Spain: Off To A Slow Start
Rodrigo Rato, now Spain's Economics Minister, chatted with a French economist before the Mar. 5 elections which brought Spain's conservative Popular Party to power and ended 14 years of Socialist rule. Rato "promised to avoid the mistakes of French conservatives," recalls Patricia Lormeau, an economist at France's Banque Paribas. When the French right replaced Socialists last year, its leaders frittered away a mandate for change by acting too slowly. Now, Lormeau fears Rato and his boss, Prime Minister Jose Maria Aznar, are catching the French disease. "What they're doing helps," she says, "but these are just small strokes."
Those who hoped, like Lormeau, that the new regime would quickly come to grips with Spain's economic problems--and perhaps build a model of competitiveness for the rest of Europe--are growing uneasy. So far, Aznar has made just a few changes in such things as taxes and housing (table), and he seems less than eager to tackle the tougher issues. Spain's main weaknesses are a deficit-ridden social-welfare system and rigid labor regulations, which make layoffs expensive and thus discourage hiring. Unemployment is 23% and may get worse because the economy is slowing. But Aznar says that he won't touch welfare. And he'll leave labor issues to employers and unions. At an initial meeting of unions and managers in mid-June, the unions staunchly opposed change.
EASING GRIDLOCK. To move Spain toward a free-market economy as promised, Aznar vows to speed up privatization. Yet he has indicated that he will drop a Socialist plan to open up telecommunications in 1998. Instead, he'll choose a single, home-grown company--satellite ground-station operator Retevision--to compete with monopoly Telefonica de Espana. Both companies, now state-owned, will be privatized. But U.S. and European telecom operators that have been eyeing Spain are unhappy with this change, which delays their entry.
Aznar has excuses for disappointing those who expected rapid change. After failing to win a parliamentary majority, it took him more than a month to negotiate an alliance with a regional party from Catalonia, the Barcelona region. His deep cuts in inheritance taxes are largely to help preserve small family businesses, the mainstay of the Catalan economy.

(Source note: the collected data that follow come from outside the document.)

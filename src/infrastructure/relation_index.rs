// Relation Index - navigation edges between cached entities
// The "other side" of a relationship is always looked up here, never stored on the entity.

use std::collections::HashMap;

use crate::core::strong_types::EntityId;

/// Members of a collection navigation plus the entities currently being
/// added to it (guards against mutual re-entry with the inverse scalar).
#[derive(Debug, Clone, Default, PartialEq)]
pub struct RelationArray {
    items: Vec<EntityId>,
    adds_in_process: Vec<EntityId>,
}

impl RelationArray {
    pub fn items(&self) -> &[EntityId] {
        &self.items
    }

    pub fn contains(&self, entity: EntityId) -> bool {
        self.items.contains(&entity)
    }

    pub fn len(&self) -> usize {
        self.items.len()
    }

    pub fn is_empty(&self) -> bool {
        self.items.is_empty()
    }

    pub(crate) fn is_adding(&self, entity: EntityId) -> bool {
        self.adds_in_process.contains(&entity)
    }

    pub(crate) fn begin_adds(&mut self, entities: &[EntityId]) {
        self.adds_in_process.extend_from_slice(entities);
    }

    pub(crate) fn end_adds(&mut self, entities: &[EntityId]) {
        self.adds_in_process.retain(|e| !entities.contains(e));
    }

    /// Insert at `position` (clamped to the length).
    pub(crate) fn insert_all(&mut self, position: usize, entities: &[EntityId]) {
        let at = position.min(self.items.len());
        self.items.splice(at..at, entities.iter().copied());
    }

    pub(crate) fn remove_range(&mut self, start: usize, count: usize) -> Vec<EntityId> {
        let start = start.min(self.items.len());
        let end = start.saturating_add(count).min(self.items.len());
        self.items.drain(start..end).collect()
    }

    pub(crate) fn remove(&mut self, entity: EntityId) -> bool {
        match self.items.iter().position(|e| *e == entity) {
            Some(ix) => {
                self.items.remove(ix);
                true
            }
            None => false,
        }
    }

    pub(crate) fn clear(&mut self) -> Vec<EntityId> {
        std::mem::take(&mut self.items)
    }
}

/// entity -> navigation property -> related entity (or entities)
#[derive(Debug, Default)]
pub struct RelationIndex {
    scalars: HashMap<EntityId, HashMap<String, EntityId>>,
    collections: HashMap<EntityId, HashMap<String, RelationArray>>,
}

impl RelationIndex {
    pub fn new() -> Self {
        Self::default()
    }

    pub fn scalar(&self, entity: EntityId, nav: &str) -> Option<EntityId> {
        self.scalars
            .get(&entity)
            .and_then(|navs| navs.get(nav))
            .copied()
    }

    pub fn collection(&self, entity: EntityId, nav: &str) -> &[EntityId] {
        self.array(entity, nav).map(RelationArray::items).unwrap_or(&[])
    }

    pub fn array(&self, entity: EntityId, nav: &str) -> Option<&RelationArray> {
        self.collections.get(&entity).and_then(|navs| navs.get(nav))
    }

    pub(crate) fn set_scalar(&mut self, entity: EntityId, nav: &str, target: Option<EntityId>) {
        match target {
            Some(target) => {
                self.scalars
                    .entry(entity)
                    .or_default()
                    .insert(nav.to_string(), target);
            }
            None => {
                if let Some(navs) = self.scalars.get_mut(&entity) {
                    navs.remove(nav);
                }
            }
        }
    }

    pub(crate) fn array_mut(&mut self, entity: EntityId, nav: &str) -> &mut RelationArray {
        self.collections
            .entry(entity)
            .or_default()
            .entry(nav.to_string())
            .or_default()
    }

    pub(crate) fn remove_entity(&mut self, entity: EntityId) {
        self.scalars.remove(&entity);
        self.collections.remove(&entity);
    }

    pub fn clear(&mut self) {
        self.scalars.clear();
        self.collections.clear();
    }
}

Moreover, after years of Socialist gridlock, Spanish business leaders are delighted that things are moving at all. Aznar's measures so far, especially a low capital-gains tax, are "very positive for investment and economic growth," believes Gonzalo Hinojosa, chairman of clothes retailer Cortefiel. He thinks this tax reform will help capital circulate more easily into productive investment, and free money that consumers may spend in his stores. It may also lift the Madrid bourse, where prices have risen 15% since Aznar's electoral win.
A bouncier bourse, in turn, will help Aznar's plans to spur privatization. Economics czar Rato--a free-market economist with a PhD from the University of California at Berkeley--is working up plans to sell the remaining government stakes in oil producer Repsol, electric utility Endesa, and Argentaria, a large bank.
ENLIGHTENING UNIONS. Some observers worry that the new government won't do enough to cut budget deficits. Last year, deficits hit 5.8% of gross domestic product, far above the 3% goal of the Maastricht Treaty on monetary union, which Spain is unlikely to meet. Although Aznar plans to slash state spending this year by $1.5 billion, his tax cuts may cost at least that much in lost revenue. However, analyst Jose Maria Castellan of Madrid brokerage F.G. Inversiones thinks the economic stimulus will offset part of this loss.
More reforms are coming that will push Spain toward the mainstream of global capitalism, Rato says. On the crucial labor front, some observers hope that Aznar's hands-off attitude, leaving it to the unions and management to start talking about such issues as the costs of layoffs, will help avoid a painful aspect of last year's French disease. In France, bitter labor strikes erupted when a late-acting government decided to impose changes such as pension cuts with little consultation. "Spanish unions are blind about the situation--we must first open their eyes," says Hinojosa of retailer Cortefiel.
Maybe so. But painful labor reforms, which Spain's Socialists promised for years without delivering, may require firmer leadership than Aznar seems inclined to exert so far.